Needed from the data below: all lines that contain the word "deployments".
*** Opening Source information ***
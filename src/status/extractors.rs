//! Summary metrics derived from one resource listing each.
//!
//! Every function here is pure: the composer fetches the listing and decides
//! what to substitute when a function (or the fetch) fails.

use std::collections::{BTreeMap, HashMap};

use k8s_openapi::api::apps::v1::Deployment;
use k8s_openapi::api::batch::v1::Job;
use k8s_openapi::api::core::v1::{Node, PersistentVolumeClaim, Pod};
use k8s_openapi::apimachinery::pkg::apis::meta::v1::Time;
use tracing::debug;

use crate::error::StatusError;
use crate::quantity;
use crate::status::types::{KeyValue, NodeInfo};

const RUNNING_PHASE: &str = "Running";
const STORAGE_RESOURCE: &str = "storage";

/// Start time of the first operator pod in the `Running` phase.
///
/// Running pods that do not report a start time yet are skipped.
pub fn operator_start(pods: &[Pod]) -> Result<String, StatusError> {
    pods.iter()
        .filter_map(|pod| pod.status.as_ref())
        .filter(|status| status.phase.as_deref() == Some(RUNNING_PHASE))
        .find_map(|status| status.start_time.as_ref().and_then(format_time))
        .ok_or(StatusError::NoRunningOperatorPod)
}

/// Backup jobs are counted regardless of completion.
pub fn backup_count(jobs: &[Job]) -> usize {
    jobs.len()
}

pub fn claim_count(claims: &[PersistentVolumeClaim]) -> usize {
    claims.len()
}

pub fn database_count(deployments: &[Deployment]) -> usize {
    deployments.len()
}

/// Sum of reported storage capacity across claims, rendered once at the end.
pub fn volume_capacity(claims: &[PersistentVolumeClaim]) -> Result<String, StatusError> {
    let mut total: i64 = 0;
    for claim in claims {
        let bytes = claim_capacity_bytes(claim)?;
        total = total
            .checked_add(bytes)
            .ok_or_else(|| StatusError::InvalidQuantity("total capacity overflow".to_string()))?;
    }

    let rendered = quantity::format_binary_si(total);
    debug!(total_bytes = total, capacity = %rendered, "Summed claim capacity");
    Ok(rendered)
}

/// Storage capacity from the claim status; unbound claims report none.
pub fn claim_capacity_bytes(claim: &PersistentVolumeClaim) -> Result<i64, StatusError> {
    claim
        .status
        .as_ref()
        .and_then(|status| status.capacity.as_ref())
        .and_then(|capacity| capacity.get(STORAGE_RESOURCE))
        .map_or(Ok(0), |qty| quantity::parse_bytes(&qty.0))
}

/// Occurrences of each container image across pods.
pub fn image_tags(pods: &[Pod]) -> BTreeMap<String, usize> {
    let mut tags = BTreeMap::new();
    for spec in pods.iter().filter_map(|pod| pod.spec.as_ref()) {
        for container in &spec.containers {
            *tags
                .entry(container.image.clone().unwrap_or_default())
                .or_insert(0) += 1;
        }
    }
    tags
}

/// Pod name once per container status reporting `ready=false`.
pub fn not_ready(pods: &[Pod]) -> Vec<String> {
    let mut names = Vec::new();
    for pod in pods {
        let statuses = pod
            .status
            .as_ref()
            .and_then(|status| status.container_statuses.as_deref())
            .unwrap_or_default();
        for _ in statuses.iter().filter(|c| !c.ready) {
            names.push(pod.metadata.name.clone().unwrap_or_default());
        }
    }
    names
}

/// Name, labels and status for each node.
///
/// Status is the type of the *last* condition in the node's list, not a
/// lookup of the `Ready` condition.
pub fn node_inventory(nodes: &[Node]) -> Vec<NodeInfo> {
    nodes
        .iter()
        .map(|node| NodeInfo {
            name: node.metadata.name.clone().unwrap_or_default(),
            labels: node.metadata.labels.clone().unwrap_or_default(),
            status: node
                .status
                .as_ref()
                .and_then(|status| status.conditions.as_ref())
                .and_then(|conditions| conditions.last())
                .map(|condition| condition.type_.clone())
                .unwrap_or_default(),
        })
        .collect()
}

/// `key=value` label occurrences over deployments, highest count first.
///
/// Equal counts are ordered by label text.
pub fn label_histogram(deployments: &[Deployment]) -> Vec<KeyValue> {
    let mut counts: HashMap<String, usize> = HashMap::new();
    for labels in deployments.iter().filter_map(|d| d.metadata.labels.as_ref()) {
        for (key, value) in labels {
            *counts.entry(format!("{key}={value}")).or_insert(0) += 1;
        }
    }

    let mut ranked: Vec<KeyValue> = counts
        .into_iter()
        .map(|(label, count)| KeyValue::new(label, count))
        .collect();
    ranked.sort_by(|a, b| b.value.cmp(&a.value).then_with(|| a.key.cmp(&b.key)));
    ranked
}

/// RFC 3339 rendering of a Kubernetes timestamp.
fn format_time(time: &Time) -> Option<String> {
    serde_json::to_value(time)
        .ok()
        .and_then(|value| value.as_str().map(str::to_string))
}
*** Closing Source information ***
## Task solution
pub fn database_count(deployments: &[Deployment]) -> usize {
    deployments.len()
/// `key=value` label occurrences over deployments, highest count first.
pub fn label_histogram(deployments: &[Deployment]) -> Vec<KeyValue> {
    for labels in deployments.iter().filter_map(|d| d.metadata.labels.as_ref()) {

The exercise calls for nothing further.